Monday, April 26, 2010

Protecting the privileges of whom, again?

Yes, E.J. Dionne really said this:

Let's remember that the truly “elitist” judges are the ones who protect the privileges of the powerful over the right of Congress to legislate on behalf of workers, consumers and the environment.
However, as we have seen before, he sees no problem with "the powerful" being the only ones entitled to their choice of the means of self-protection they wish to employ. He also sees no problem when "the powerful" see fit to deny those with less power their fundamental rights. The Citizens United decision has already been covered in numerous words here; but I still must say that I found it pretty funny that Dionne would imply that the Founders would not have known what to make of larger corporations, just as he and his ilk say the Founders would not know what to make of Glocks and M16s. Yet, again, Dionne said nothing of the fact that he was typing on a computer and that his witless screed would be seen by a multitude of people, by way of an invention that the Founders probably didn't anticipate any more than they did ExxonMobil or the 15-round pistol magazine -- an invention that may be used to spread all sorts of abhorrent, deadly ideas far and wide -- the Internet. And of course you remember the old Stalin quote:
Ideas are more powerful than guns. We would not let our enemies have guns, why should we let them have ideas?
And of course you know that those ideas can be implemented with the most primitive of weapons, with a frightful toll even without the Internet. See: Darfur, Sudan or Saudi Arabia.

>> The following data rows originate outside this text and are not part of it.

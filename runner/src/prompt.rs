//! Prompt assembly.
//!
//! A prompt is a role preamble, the company context, the analysis framework
//! and a closing instruction. The framework is either a file named in the
//! configuration or the built-in default for the analysis kind.

use prompt_harness_core::AnalysisKind;

/// Characters of the framework kept in a result's prompt preview.
pub const PREVIEW_CHARS: usize = 200;

const TAM_FRAMEWORK: &str = "\
## Opening Overview
Define the market, the product category and the buyer. State the market size \
as a range with a central estimate and a confidence interval.

## Bottom-Up Analysis
Build the estimate from customer segments: number of potential customers per \
segment, ACV and LTV, and the resulting revenue pool. Show the calculation.

## Top-Down Analysis
Start from published industry totals (Gartner, IDC, McKinsey or similar) and \
narrow to the addressable share. Cite every source.

## Hybrid Analysis
Reconcile the bottom-up and top-down figures and explain the gap.

## Market Capture Analysis
Estimate realistic penetration and market share over 3-year and 5-year \
horizons, with a revenue projection, market CAGR and geographic scope \
(global, international, regional or national).

## Final Deliverables
Summarize TAM, SAM and SOM in a table, list constraints and enablers, and \
include a sensitivity analysis with scenario ranges.";

const DCF_FRAMEWORK: &str = "\
## Model Construction
Build a 10-year model with a revenue projection, EBITDA margins, capex, \
depreciation and working capital (AR, AP, inventory) assumptions.

## DCF Summary Table
Present free cash flow, NPV and terminal value in a summary table.

## WACC Calculation
Derive WACC from beta, cost of equity, cost of debt and the debt/equity mix.

## Three-Statement Model
Link the income statement, balance sheet and cash flow statement.

## Scenario Analysis
Provide bull, base and bear cases with revenue for each.

## Sensitivity Analysis
Show enterprise value sensitivity to WACC and terminal growth rate.

## Historical Benchmarking
Compare assumptions with historical performance and peer companies.

## Key Value Drivers
Identify the drivers with the largest effect on valuation.

## Final Deliverables
State equity value, per-share value and the implied upside, and describe the \
Excel workbook structure that reproduces the model.";

/// Built-in analysis framework for `kind`.
pub fn default_framework(kind: AnalysisKind) -> &'static str {
    match kind {
        AnalysisKind::Tam => TAM_FRAMEWORK,
        AnalysisKind::Dcf => DCF_FRAMEWORK,
    }
}

fn preamble(kind: AnalysisKind) -> &'static str {
    match kind {
        AnalysisKind::Tam => {
            "You are a financial analyst estimating the Total Addressable Market (TAM) for a company."
        }
        AnalysisKind::Dcf => {
            "You are a senior financial analyst building a 10-year Discounted Cash Flow (DCF) valuation for a company."
        }
    }
}

fn closing(kind: AnalysisKind) -> &'static str {
    match kind {
        AnalysisKind::Tam => {
            "Write the analysis at the level of detail an investment committee expects, using the section headings above."
        }
        AnalysisKind::Dcf => {
            "Write the valuation at the level of detail institutional investors expect, using the section headings above."
        }
    }
}

/// Truncates `text` to [`PREVIEW_CHARS`] characters, marking the cut with
/// `...`.
///
/// # Examples
///
/// ```
/// use prompt_harness_runner::prompt::preview;
///
/// assert_eq!(preview("short"), "short");
/// assert_eq!(preview(&"x".repeat(250)).chars().count(), 203);
/// ```
pub fn preview(text: &str) -> String {
    let mut chars = text.chars();
    let head: String = chars.by_ref().take(PREVIEW_CHARS).collect();
    if chars.next().is_some() {
        format!("{head}...")
    } else {
        head
    }
}

/// Builds prompts for one analysis kind.
#[derive(Debug, Clone, PartialEq, Eq)]
pub struct PromptBuilder {
    kind: AnalysisKind,
    framework: String,
}

impl PromptBuilder {
    /// Uses `framework` when given, the built-in framework otherwise.
    pub fn new(kind: AnalysisKind, framework: Option<String>) -> Self {
        Self {
            kind,
            framework: framework.unwrap_or_else(|| default_framework(kind).to_string()),
        }
    }

    pub fn kind(&self) -> AnalysisKind {
        self.kind
    }

    pub fn framework(&self) -> &str {
        &self.framework
    }

    /// Full prompt for `company_context`.
    pub fn build(&self, company_context: &str) -> String {
        format!(
            "{}\n\nCompany Context: {}\n\nFollow this framework:\n\n{}\n\n{}",
            preamble(self.kind),
            company_context,
            self.framework.trim(),
            closing(self.kind)
        )
    }

    /// Preview of the framework stored with each result.
    pub fn preview(&self) -> String {
        preview(&self.framework)
    }
}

Back to the screed at hand, though, it strikes me that E.J. Dionne thinks that democratically elected officials' decisions should ultimately be the last word; and I find that to be more than a little bit frightening. Seriously, does he not know what the function is of the judicial branch of government? Or does he think said branch is only necessary to say that certain planks of the leftists' platform are constitutional? Whatever the case may be, it looks to me as if the Supreme Court as of late is only erring on the side of liberty -- at least in the cases in which leftists lament that the Founders could not have known the impact of the issues at stake in said cases -- and that E.J. Dionne thinks that erring on the side of liberty is a bad thing. And, once again, I guess I shouldn't be surprised; but I just get more and more disgusted with the American left every time one of its pundits opens his or her mouth. Is there no depth to which these creatures will not sink?